- [Instructions for the task]
A copy is needed of each line in the records that has the word "field".

(Dataset records)
◆ ◆ ◆

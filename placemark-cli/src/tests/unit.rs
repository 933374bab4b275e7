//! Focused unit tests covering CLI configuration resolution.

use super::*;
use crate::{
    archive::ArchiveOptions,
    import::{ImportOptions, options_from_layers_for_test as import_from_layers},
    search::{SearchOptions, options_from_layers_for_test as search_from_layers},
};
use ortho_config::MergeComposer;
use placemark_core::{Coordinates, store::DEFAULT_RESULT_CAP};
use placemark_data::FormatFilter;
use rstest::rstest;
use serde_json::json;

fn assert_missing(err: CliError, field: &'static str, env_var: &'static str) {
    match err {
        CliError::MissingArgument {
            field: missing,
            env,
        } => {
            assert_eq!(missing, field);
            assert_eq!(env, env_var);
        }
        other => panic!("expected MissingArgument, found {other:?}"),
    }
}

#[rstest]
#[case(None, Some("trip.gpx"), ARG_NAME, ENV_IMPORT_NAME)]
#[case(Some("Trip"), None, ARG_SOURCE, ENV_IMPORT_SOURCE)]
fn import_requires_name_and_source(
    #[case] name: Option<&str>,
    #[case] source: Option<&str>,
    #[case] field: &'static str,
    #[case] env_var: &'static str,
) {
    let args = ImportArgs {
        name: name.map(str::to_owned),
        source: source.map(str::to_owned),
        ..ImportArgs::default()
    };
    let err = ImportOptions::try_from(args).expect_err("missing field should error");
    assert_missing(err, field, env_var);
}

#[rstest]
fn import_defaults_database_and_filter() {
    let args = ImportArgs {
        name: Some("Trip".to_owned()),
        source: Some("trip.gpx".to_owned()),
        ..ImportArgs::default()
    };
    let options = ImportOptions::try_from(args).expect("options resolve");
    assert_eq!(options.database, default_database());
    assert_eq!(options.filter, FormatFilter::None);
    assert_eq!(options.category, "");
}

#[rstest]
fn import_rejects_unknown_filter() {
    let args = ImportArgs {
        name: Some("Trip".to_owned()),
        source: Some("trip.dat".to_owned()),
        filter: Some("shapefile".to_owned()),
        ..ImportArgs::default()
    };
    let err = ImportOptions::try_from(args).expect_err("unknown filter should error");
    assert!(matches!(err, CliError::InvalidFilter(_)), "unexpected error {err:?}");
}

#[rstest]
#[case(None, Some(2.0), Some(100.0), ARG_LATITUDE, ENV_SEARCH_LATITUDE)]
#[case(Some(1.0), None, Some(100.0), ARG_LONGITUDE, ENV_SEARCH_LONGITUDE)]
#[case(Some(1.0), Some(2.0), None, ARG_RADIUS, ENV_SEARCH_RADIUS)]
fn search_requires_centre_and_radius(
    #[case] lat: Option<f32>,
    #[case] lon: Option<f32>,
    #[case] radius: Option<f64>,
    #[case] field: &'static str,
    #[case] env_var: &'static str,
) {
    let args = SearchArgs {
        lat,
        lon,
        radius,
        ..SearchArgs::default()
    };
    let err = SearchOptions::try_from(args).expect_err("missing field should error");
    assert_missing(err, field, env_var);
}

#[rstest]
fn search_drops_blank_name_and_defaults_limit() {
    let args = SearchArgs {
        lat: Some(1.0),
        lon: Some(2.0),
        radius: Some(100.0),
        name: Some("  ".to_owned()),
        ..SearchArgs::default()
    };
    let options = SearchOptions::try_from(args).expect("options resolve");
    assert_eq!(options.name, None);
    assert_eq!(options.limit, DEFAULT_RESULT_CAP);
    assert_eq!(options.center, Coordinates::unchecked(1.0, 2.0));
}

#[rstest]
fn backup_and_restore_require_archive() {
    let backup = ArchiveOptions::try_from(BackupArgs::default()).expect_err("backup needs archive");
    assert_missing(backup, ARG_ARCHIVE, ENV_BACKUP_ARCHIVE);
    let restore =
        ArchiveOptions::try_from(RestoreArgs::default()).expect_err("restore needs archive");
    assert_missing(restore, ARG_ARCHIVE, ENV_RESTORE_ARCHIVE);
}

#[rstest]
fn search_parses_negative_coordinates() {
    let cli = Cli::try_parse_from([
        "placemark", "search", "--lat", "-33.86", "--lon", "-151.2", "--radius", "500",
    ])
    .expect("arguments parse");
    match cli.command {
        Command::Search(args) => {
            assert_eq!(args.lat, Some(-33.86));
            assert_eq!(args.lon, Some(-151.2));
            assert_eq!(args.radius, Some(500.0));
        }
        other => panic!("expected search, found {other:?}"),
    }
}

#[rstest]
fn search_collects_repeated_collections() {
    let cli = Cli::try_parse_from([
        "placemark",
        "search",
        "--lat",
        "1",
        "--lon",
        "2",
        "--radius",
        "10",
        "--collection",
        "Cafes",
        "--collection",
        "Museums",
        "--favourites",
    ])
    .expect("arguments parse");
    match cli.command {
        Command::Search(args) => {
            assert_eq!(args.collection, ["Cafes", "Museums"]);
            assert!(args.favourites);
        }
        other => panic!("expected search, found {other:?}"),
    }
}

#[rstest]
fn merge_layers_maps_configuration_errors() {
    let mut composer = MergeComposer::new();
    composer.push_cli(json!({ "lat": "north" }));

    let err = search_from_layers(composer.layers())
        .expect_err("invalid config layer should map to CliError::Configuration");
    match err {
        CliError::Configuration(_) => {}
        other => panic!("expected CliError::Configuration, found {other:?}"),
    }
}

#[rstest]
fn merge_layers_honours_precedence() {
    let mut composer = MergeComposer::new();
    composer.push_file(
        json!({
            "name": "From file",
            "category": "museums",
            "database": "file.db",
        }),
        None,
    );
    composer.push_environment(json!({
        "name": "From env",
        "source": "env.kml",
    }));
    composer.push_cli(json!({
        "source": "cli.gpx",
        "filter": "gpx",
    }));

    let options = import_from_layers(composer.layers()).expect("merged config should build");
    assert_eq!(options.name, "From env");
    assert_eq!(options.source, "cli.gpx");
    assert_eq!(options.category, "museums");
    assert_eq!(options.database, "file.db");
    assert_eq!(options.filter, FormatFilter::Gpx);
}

◆ ◆ ◆

- [Task solution]
fn assert_missing(err: CliError, field: &'static str, env_var: &'static str) {
            field: missing,
            assert_eq!(missing, field);
    #[case] field: &'static str,
    let err = ImportOptions::try_from(args).expect_err("missing field should error");
    assert_missing(err, field, env_var);
    #[case] field: &'static str,
    let err = SearchOptions::try_from(args).expect_err("missing field should error");
    assert_missing(err, field, env_var);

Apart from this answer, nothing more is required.